BEGIN Dataset extract

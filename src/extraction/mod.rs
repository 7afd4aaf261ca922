//! Archive listing and extraction
//!
//! Installation unpacks a downloaded archive through an external archive
//! tool. The tool sits behind the [`ArchiveTool`] trait so the installer can
//! be driven by 7-Zip in production and by an in-memory fake in tests.

mod sevenz;

pub use sevenz::SevenZip;

use crate::error::Result;
use async_trait::async_trait;
use std::path::{Path, PathBuf};
use tokio_util::sync::CancellationToken;

/// External archive tool
#[async_trait]
pub trait ArchiveTool: Send + Sync {
    /// Entry paths of `archive`, in manifest order
    async fn list(&self, archive: &Path) -> Result<Vec<String>>;

    /// Extract `archive` into `dest`, overwriting existing files
    ///
    /// Firing `cancel` aborts the extraction and fails with
    /// [`crate::error::ExtractionError::Cancelled`].
    async fn extract(
        &self,
        archive: &Path,
        dest: &Path,
        password: Option<&str>,
        cancel: &CancellationToken,
    ) -> Result<()>;

    /// Short name for logs
    fn name(&self) -> &'static str;
}

/// Check if a file is an archive based on its extension
///
/// `archive_extensions` are compared case-insensitively, without dots.
pub fn is_archive(path: &Path, archive_extensions: &[String]) -> bool {
    if let Some(ext) = path.extension() {
        let ext_str = ext.to_string_lossy().to_lowercase();
        archive_extensions
            .iter()
            .any(|ae| ae.to_lowercase() == ext_str)
    } else {
        false
    }
}

/// The nested archive to unpack next, if any
///
/// Only the first manifest entry is considered: a payload wrapped in another
/// archive is the sole (or leading) entry of its outer archive.
pub fn nested_archive(
    entries: &[String],
    dest: &Path,
    archive_extensions: &[String],
) -> Option<PathBuf> {
    let first = entries.first()?;
    is_archive(Path::new(first), archive_extensions).then(|| dest.join(first))
}

// unwrap/expect are acceptable in tests for concise failure-on-error assertions
#[allow(clippy::unwrap_used, clippy::expect_used)]
#[cfg(test)]
mod tests {
    use super::*;

    fn exts() -> Vec<String> {
        vec!["zip".to_string(), "rar".to_string()]
    }

    #[test]
    fn is_archive_ignores_case() {
        assert!(is_archive(Path::new("inner.ZIP"), &exts()));
        assert!(is_archive(Path::new("dir/inner.rar"), &exts()));
        assert!(!is_archive(Path::new("game.exe"), &exts()));
        assert!(!is_archive(Path::new("README"), &exts()));
    }

    #[test]
    fn nested_archive_only_looks_at_first_entry() {
        let dest = Path::new("/install");
        let nested = vec!["payload.rar".to_string(), "readme.txt".to_string()];
        let plain = vec!["readme.txt".to_string(), "payload.rar".to_string()];

        assert_eq!(
            nested_archive(&nested, dest, &exts()),
            Some(PathBuf::from("/install/payload.rar"))
        );
        assert_eq!(nested_archive(&plain, dest, &exts()), None);
        assert_eq!(nested_archive(&[], dest, &exts()), None);
    }
}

END Dataset extract

• **Problem to solve**
Where a line in the records above holds the string "Result", it counts toward the total; give that total alone.

• **Output of the task**
3